**Problem to work on:** Please repeat exactly the lines below from the one containing "self.major, self.minor, self.patch)" down to the one containing "assert_eq!(c.compare(&b), Ordering::Greater);", both included, and nothing else.

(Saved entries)
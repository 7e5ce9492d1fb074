//! Semantic version values.
//!
//! Versions are written `MAJOR[.MINOR[.PATCH]]`, optionally prefixed with `v`.
//! Missing components default to zero, so `8` and `8.0.0` are equal.

use std::cmp::Ordering;
use std::fmt;
use std::str::FromStr;

use nom::{
    IResult, Parser,
    character::complete::{char, digit1},
    combinator::{all_consuming, map_res, opt},
    sequence::preceded,
};
use serde::{Deserialize, Serialize};

use crate::error::{Result, SurnError};

/// A `major.minor.patch` version.
///
/// Field order gives the lexicographic ordering used by [`Version::compare`].
#[derive(Debug, Clone, Copy, PartialEq, Eq, PartialOrd, Ord, Hash, Serialize, Deserialize)]
#[serde(try_from = "String", into = "String")]
pub struct Version {
    pub major: u32,
    pub minor: u32,
    pub patch: u32,
}

impl Version {
    /// Creates a new version.
    pub const fn new(major: u32, minor: u32, patch: u32) -> Self {
        Self {
            major,
            minor,
            patch,
        }
    }

    /// Compares two versions on (major, minor, patch).
    pub fn compare(&self, other: &Version) -> Ordering {
        self.cmp(other)
    }

    /// Returns true if a module declaring `self` satisfies a `required` version.
    ///
    /// Majors must match and the declared minor must be at least the required
    /// one. Patch never gates compatibility.
    pub fn is_compatible(&self, required: &Version) -> bool {
        self.major == required.major && self.minor >= required.minor
    }

    /// Parses a version string.
    pub fn parse(input: &str) -> Result<Self> {
        all_consuming(version)
            .parse(input.trim())
            .map(|(_, v)| v)
            .map_err(|_| SurnError::InvalidVersion {
                input: input.to_string(),
            })
    }
}

fn component(input: &str) -> IResult<&str, u32> {
    map_res(digit1, |s: &str| s.parse::<u32>()).parse(input)
}

fn version(input: &str) -> IResult<&str, Version> {
    let (input, _) = opt(char('v')).parse(input)?;
    let (input, major) = component(input)?;
    let (input, minor) = opt(preceded(char('.'), component)).parse(input)?;
    let (input, patch) = opt(preceded(char('.'), component)).parse(input)?;

    Ok((
        input,
        Version::new(major, minor.unwrap_or(0), patch.unwrap_or(0)),
    ))
}

impl fmt::Display for Version {
    fn fmt(&self, f: &mut fmt::Formatter<'_>) -> fmt::Result {
        write!(f, "{}.{}.{}", self.major, self.minor, self.patch)
    }
}

impl FromStr for Version {
    type Err = SurnError;

    fn from_str(s: &str) -> Result<Self> {
        Self::parse(s)
    }
}

impl TryFrom<String> for Version {
    type Error = SurnError;

    fn try_from(value: String) -> Result<Self> {
        Self::parse(&value)
    }
}

impl From<Version> for String {
    fn from(version: Version) -> Self {
        version.to_string()
    }
}

#[cfg(test)]
mod tests {
    use super::*;

    #[test]
    fn test_compare_is_lexicographic() {
        let a = Version::new(1, 9, 9);
        let b = Version::new(2, 0, 0);
        let c = Version::new(2, 0, 1);

        assert_eq!(a.compare(&b), Ordering::Less);
        assert_eq!(c.compare(&b), Ordering::Greater);
        assert_eq!(b.compare(&Version::new(2, 0, 0)), Ordering::Equal);
        assert_eq!(
            Version::new(1, 2, 0).compare(&Version::new(1, 10, 0)),
            Ordering::Less
        );
    }

    #[test]
    fn test_compatibility_is_reflexive() {
        for v in [
            Version::new(0, 0, 0),
            Version::new(1, 0, 0),
            Version::new(8, 3, 12),
        ] {
            assert!(v.is_compatible(&v));
        }
    }

    #[test]
    fn test_compatibility_rules() {
        let declared = Version::new(8, 2, 0);

        assert!(declared.is_compatible(&Version::new(8, 0, 0)));
        assert!(declared.is_compatible(&Version::new(8, 2, 7)));
        assert!(!declared.is_compatible(&Version::new(8, 3, 0)));
        assert!(!declared.is_compatible(&Version::new(7, 0, 0)));
        assert!(!declared.is_compatible(&Version::new(9, 0, 0)));
    }

    #[test]
    fn test_parse_versions() {
        assert_eq!(Version::parse("8.0.0").unwrap(), Version::new(8, 0, 0));
        assert_eq!(Version::parse("v1.2.3").unwrap(), Version::new(1, 2, 3));
        assert_eq!(Version::parse("8").unwrap(), Version::new(8, 0, 0));
        assert_eq!(Version::parse(" 8.1 ").unwrap(), Version::new(8, 1, 0));
    }

    #[test]
    fn test_parse_rejects_garbage() {
        for input in ["", "8.", "8.x.x", "1.2.3.4", "-1.0.0", "abc"] {
            let err = Version::parse(input).unwrap_err();
            assert!(matches!(err, SurnError::InvalidVersion { .. }), "{input}");
        }
    }

    #[test]
    fn test_serde_as_string() {
        let json = serde_json::to_string(&Version::new(8, 0, 0)).unwrap();
        assert_eq!(json, "\"8.0.0\"");

        let back: Version = serde_json::from_str("\"8.1.2\"").unwrap();
        assert_eq!(back, Version::new(8, 1, 2));

        assert!(serde_json::from_str::<Version>("\"nope\"").is_err());
    }
}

**Problem solution:**
        write!(f, "{}.{}.{}", self.major, self.minor, self.patch)
    }
}

impl FromStr for Version {
    type Err = SurnError;

    fn from_str(s: &str) -> Result<Self> {
        Self::parse(s)
    }
}

impl TryFrom<String> for Version {
    type Error = SurnError;

    fn try_from(value: String) -> Result<Self> {
        Self::parse(&value)
    }
}

impl From<Version> for String {
    fn from(version: Version) -> Self {
        version.to_string()
    }
}

#[cfg(test)]
mod tests {
    use super::*;

    #[test]
    fn test_compare_is_lexicographic() {
        let a = Version::new(1, 9, 9);
        let b = Version::new(2, 0, 0);
        let c = Version::new(2, 0, 1);

        assert_eq!(a.compare(&b), Ordering::Less);
        assert_eq!(c.compare(&b), Ordering::Greater);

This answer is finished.